== Data for review ==
use log::*;
use rand::distributions::{Distribution, WeightedIndex};
use rand::Rng;
use serde::{Deserialize, Serialize};
use thiserror::Error;

use super::address_space::{CommitError, VmAddressSpace};
use super::page::{Page, PageRequest};
use super::page_size::PageSizeChoice;
use crate::arch::{Arch, CanonicalRange};
use crate::choice::ChoicesModerator;
use crate::config::MappingStrategy;
use crate::error::FatalError;
use crate::interval::{Interval, IntervalSet};
use crate::memory::PhysicalMemoryManager;
use crate::utils::{align_down, DisplaySize};

/// Physical memory that needs to be reachable through a virtual address.
#[derive(Copy, Clone, Debug, PartialEq, Eq, Serialize, Deserialize)]
pub struct MapRequest {
    /// The first physical address.
    pub pa: u64,

    /// The bank that contains the physical memory.
    pub bank: usize,

    /// The number of bytes that must be mapped.
    pub size: u64,

    /// The attributes of the page.
    pub page: PageRequest,
}

/// Error returned by [`PhysicalToVirtualMapper::map`].
#[derive(Error, Debug, Clone, PartialEq, Eq)]
pub enum MapError {
    /// The physical address cannot be mapped in the address space.
    #[error("Physical address 0x{:x} is out of range", .0)]
    InvalidPhysicalAddress(u64),

    /// No page size fits in any candidate canonical range.
    #[error("Unable to map 0x{size:x} bytes at physical address 0x{pa:x}")]
    NoMapping {
        /// The first physical address.
        pa: u64,

        /// The number of bytes.
        size: u64,
    },

    /// Generation cannot continue.
    #[error("{}", .0)]
    Fatal(#[from] FatalError),
}

impl MapError {
    /// Returns true if the error cannot be recovered from by trying a different request.
    pub fn is_fatal(&self) -> bool {
        matches!(self, MapError::Fatal(_))
    }
}

/// Maps physical memory into an address space, picking page sizes and virtual addresses at random.
#[derive(Clone, Debug)]
pub struct PhysicalToVirtualMapper<'a> {
    strategy: MappingStrategy,
    choices: &'a ChoicesModerator,
}

impl<'a> PhysicalToVirtualMapper<'a> {
    /// Creates a mapper that uses `strategy` to pick virtual addresses.
    pub fn new(strategy: MappingStrategy, choices: &'a ChoicesModerator) -> Self {
        PhysicalToVirtualMapper {
            strategy,
            choices,
        }
    }

    /// The strategy used to pick virtual addresses.
    pub fn strategy(&self) -> MappingStrategy {
        self.strategy
    }

    /// Orders the candidate ranges by drawing them at random, weighted by the amount of free memory in them.
    fn order_candidates(
        &self, mut candidates: Vec<(CanonicalRange, IntervalSet)>, rng: &mut impl Rng,
    ) -> Vec<(CanonicalRange, IntervalSet)> {
        let mut ordered = Vec::with_capacity(candidates.len());
        while !candidates.is_empty() {
            let index = match WeightedIndex::new(candidates.iter().map(|(_, free)| free.size() as f64)) {
                Ok(dist) => dist.sample(rng),
                Err(_) => 0,
            };

            ordered.push(candidates.remove(index));
        }

        ordered
    }

    fn pick_va(&self, free: &IntervalSet, page_pa: u64, size: u64, rng: &mut impl Rng) -> Option<u64> {
        match self.strategy {
            MappingStrategy::Flat => free
                .contains_interval(&Interval::from_start_size(page_pa, size))
                .then_some(page_pa),
            MappingStrategy::Random => free.choose_aligned_start(size, size, rng),
        }
    }

    /// Maps `request` into `space`.
    ///
    /// If a page that maps the physical memory with the requested attributes already exists, it is returned.
    /// Otherwise a new page is committed.
    pub fn map<A: Arch>(
        &self, space: &mut VmAddressSpace<A>, request: &MapRequest, memory: &mut PhysicalMemoryManager, rng: &mut impl Rng,
    ) -> Result<Page, MapError> {
        let size = request.size.max(1);
        let last = request
            .pa
            .checked_add(size - 1)
            .filter(|&last| last <= space.layout().max_physical_address)
            .ok_or(MapError::InvalidPhysicalAddress(request.pa))?;

        if let Some(page) = space.lookup_physical(request.pa) {
            if page.physical_range().contains(last) && page.satisfies(&request.page) {
                debug!("0x{:x} is already mapped by {page}", request.pa);
                return Ok(page.clone());
            }
        }

        let candidates = space
            .layout()
            .ranges
            .iter()
            .filter(|range| self.strategy != MappingStrategy::Flat || range.range.contains(request.pa))
            .map(|range| (*range, space.free_virtual(range.kind)))
            .filter(|(_, free)| !free.is_empty())
            .collect::<Vec<_>>();

        for (range, free) in self.order_candidates(candidates, rng) {
            let mut choice = PageSizeChoice::from_moderator(self.choices, range.granule).map_err(FatalError::from)?;
            let mut too_large = None;

            while let Some(page_size) = choice.choose(rng) {
                if too_large.is_some_and(|bound| page_size.size >= bound) {
                    choice.exclude(page_size.size);
                    continue;
                }

                let page_pa = align_down(request.pa, page_size.size);
                if page_pa + (page_size.size - 1) < last {
                    trace!("A {} page at 0x{page_pa:x} is too small", DisplaySize(page_size.size));
                    choice.exclude(page_size.size);
                    continue;
                }

                let mut slots = free.clone();
                slots.align_with_size(page_size.size);
                if slots.is_empty() {
                    trace!("{} pages do not fit in the {} range", DisplaySize(page_size.size), range.kind);
                    too_large = Some(too_large.map_or(page_size.size, |bound: u64| bound.min(page_size.size)));
                    choice.exclude_at_least(page_size.size);
                    continue;
                }

                let Some(va) = self.pick_va(&slots, page_pa, page_size.size, rng) else {
                    trace!("No virtual address for a {} page", DisplaySize(page_size.size));
                    choice.exclude(page_size.size);
                    continue;
                };

                match space.commit_page(range.kind, va, page_pa, page_size, request.bank, &request.page, memory, rng) {
                    Ok(page) => return Ok(page),
                    Err(CommitError::Fatal(e)) => return Err(MapError::Fatal(e)),
                    Err(e) => {
                        debug!("Unable to commit a {} page: {e}", DisplaySize(page_size.size));
                        choice.exclude(page_size.size);
                    },
                }
            }
        }

        info!("Unable to map {} at 0x{:x}", DisplaySize(size), request.pa);
        Err(MapError::NoMapping {
            pa: request.pa,
            size,
        })
    }
}

#[cfg(test)]
mod tests {
    use rand::SeedableRng;
    use rand_xoshiro::Xoshiro256PlusPlus;
    use test_log::test;

    use super::{MapError, MapRequest, PhysicalToVirtualMapper};
    use crate::arch::riscv::RiscV;
    use crate::arch::RangeKind;
    use crate::choice::ChoicesModerator;
    use crate::config::{BankConfig, MappingStrategy, PageTableConfig};
    use crate::dispatch::ThreadId;
    use crate::interval::{Interval, IntervalSet};
    use crate::memory::PhysicalMemoryManager;
    use crate::vm::{AccessKind, PageRequest, Privilege, VmAddressSpace, VmContext};

    fn setup(rng: &mut Xoshiro256PlusPlus) -> (PhysicalMemoryManager, VmAddressSpace<RiscV>) {
        let mut memory = PhysicalMemoryManager::new(&[BankConfig {
            name: String::from("dram"),
            range: Interval::new(0x8000_0000, 0xbfff_ffff),
            reserved: IntervalSet::new(),
        }]);
        let config = PageTableConfig {
            bank: 0,
            region: IntervalSet::from_range(0x8000_0000, 0x80ff_ffff),
            tables_per_block: 16,
        };
        let space = VmAddressSpace::new(VmContext::default(), ThreadId(0), &config, &mut memory, rng).unwrap();

        (memory, space)
    }

    fn request(pa: u64, size: u64) -> MapRequest {
        MapRequest {
            pa,
            bank: 0,
            size,
            page: PageRequest::new(AccessKind::Load, Privilege::Supervisor),
        }
    }

    #[test]
    pub fn random_mappings_do_not_overlap() {
        let mut rng = Xoshiro256PlusPlus::seed_from_u64(0);
        let (mut memory, mut space) = setup(&mut rng);
        let choices = ChoicesModerator::default();
        let mapper = PhysicalToVirtualMapper::new(MappingStrategy::Random, &choices);

        for i in 0..64 {
            let pa = 0x9000_0000 + i * 0x10_0000 + 0x123;
            let page = space
                .map_physical_to_virtual(&mapper, &request(pa, 8), &mut memory, &mut rng)
                .unwrap();
            assert!(page.physical_range().contains(pa));
            assert_eq!(page.va % page.size, 0);
            assert_eq!(space.translate(page.reverse_translate(pa).unwrap()), Some(pa));
        }

        let pages = space.pages();
        for (i, a) in pages.iter().enumerate() {
            for b in pages[i + 1..].iter() {
                assert!(!a.physical_range().overlaps(&b.physical_range()));
                assert!(!a.virtual_range().overlaps(&b.virtual_range()));
            }

            for table in space.page_tables() {
                assert!(!table.physical_range().overlaps(&a.physical_range()));
            }
        }
    }

    #[test]
    pub fn flat_mapping_is_identity() {
        let mut rng = Xoshiro256PlusPlus::seed_from_u64(1);
        let (mut memory, mut space) = setup(&mut rng);
        let choices = ChoicesModerator::default();
        let mapper = PhysicalToVirtualMapper::new(MappingStrategy::Flat, &choices);

        for i in 0..16 {
            let pa = 0xa000_0000 + i * 0x40_0000;
            let page = space
                .map_physical_to_virtual(&mapper, &request(pa, 0x1000), &mut memory, &mut rng)
                .unwrap();
            assert_eq!(page.va, page.pa);
            assert_eq!(page.range, RangeKind::Low);
            assert_eq!(space.translate(pa), Some(pa));
        }
    }

    #[test]
    pub fn existing_pages_are_reused() {
        let mut rng = Xoshiro256PlusPlus::seed_from_u64(2);
        let (mut memory, mut space) = setup(&mut rng);
        let choices = ChoicesModerator::default();
        let mapper = PhysicalToVirtualMapper::new(MappingStrategy::Random, &choices);

        let first = space
            .map_physical_to_virtual(&mapper, &request(0x9000_0000, 0x10), &mut memory, &mut rng)
            .unwrap();
        let second = space
            .map_physical_to_virtual(&mapper, &request(0x9000_0008, 0x8), &mut memory, &mut rng)
            .unwrap();
        assert_eq!(first, second);
        assert_eq!(space.pages().len(), 1);

        // A page with different permissions cannot be reused, and the memory is already mapped.
        let mut fetch = request(0x9000_0000, 0x10);
        fetch.page = PageRequest::new(AccessKind::Fetch, Privilege::Supervisor);
        assert_eq!(
            space.map_physical_to_virtual(&mapper, &fetch, &mut memory, &mut rng),
            Err(MapError::NoMapping {
                pa: 0x9000_0000,
                size: 0x10
            })
        );
    }

    #[test]
    pub fn invalid_physical_address() {
        let mut rng = Xoshiro256PlusPlus::seed_from_u64(3);
        let (mut memory, mut space) = setup(&mut rng);
        let choices = ChoicesModerator::default();
        let mapper = PhysicalToVirtualMapper::new(MappingStrategy::Random, &choices);

        let result = space.map_physical_to_virtual(&mapper, &request(1 << 60, 0x1000), &mut memory, &mut rng);
        assert_eq!(result, Err(MapError::InvalidPhysicalAddress(1 << 60)));

        let result = space.map_physical_to_virtual(&mapper, &request(u64::MAX - 4, 0x10), &mut memory, &mut rng);
        assert_eq!(result, Err(MapError::InvalidPhysicalAddress(u64::MAX - 4)));
    }

    #[test]
    pub fn page_tables_cannot_be_mapped() {
        let mut rng = Xoshiro256PlusPlus::seed_from_u64(4);
        let (mut memory, mut space) = setup(&mut rng);
        let choices = ChoicesModerator::default();
        let mapper = PhysicalToVirtualMapper::new(MappingStrategy::Random, &choices);

        let root = space.page_tables()[0];
        let result = space.map_physical_to_virtual(&mapper, &request(root.base, 0x10), &mut memory, &mut rng);
        assert!(matches!(result, Err(MapError::NoMapping { .. })));
        assert!(!result.unwrap_err().is_fatal());
    }
}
===
- [About this exercise]
Please count up the lines in the listing above holding the string "different", and say the number with nothing else.

- [Task output]
2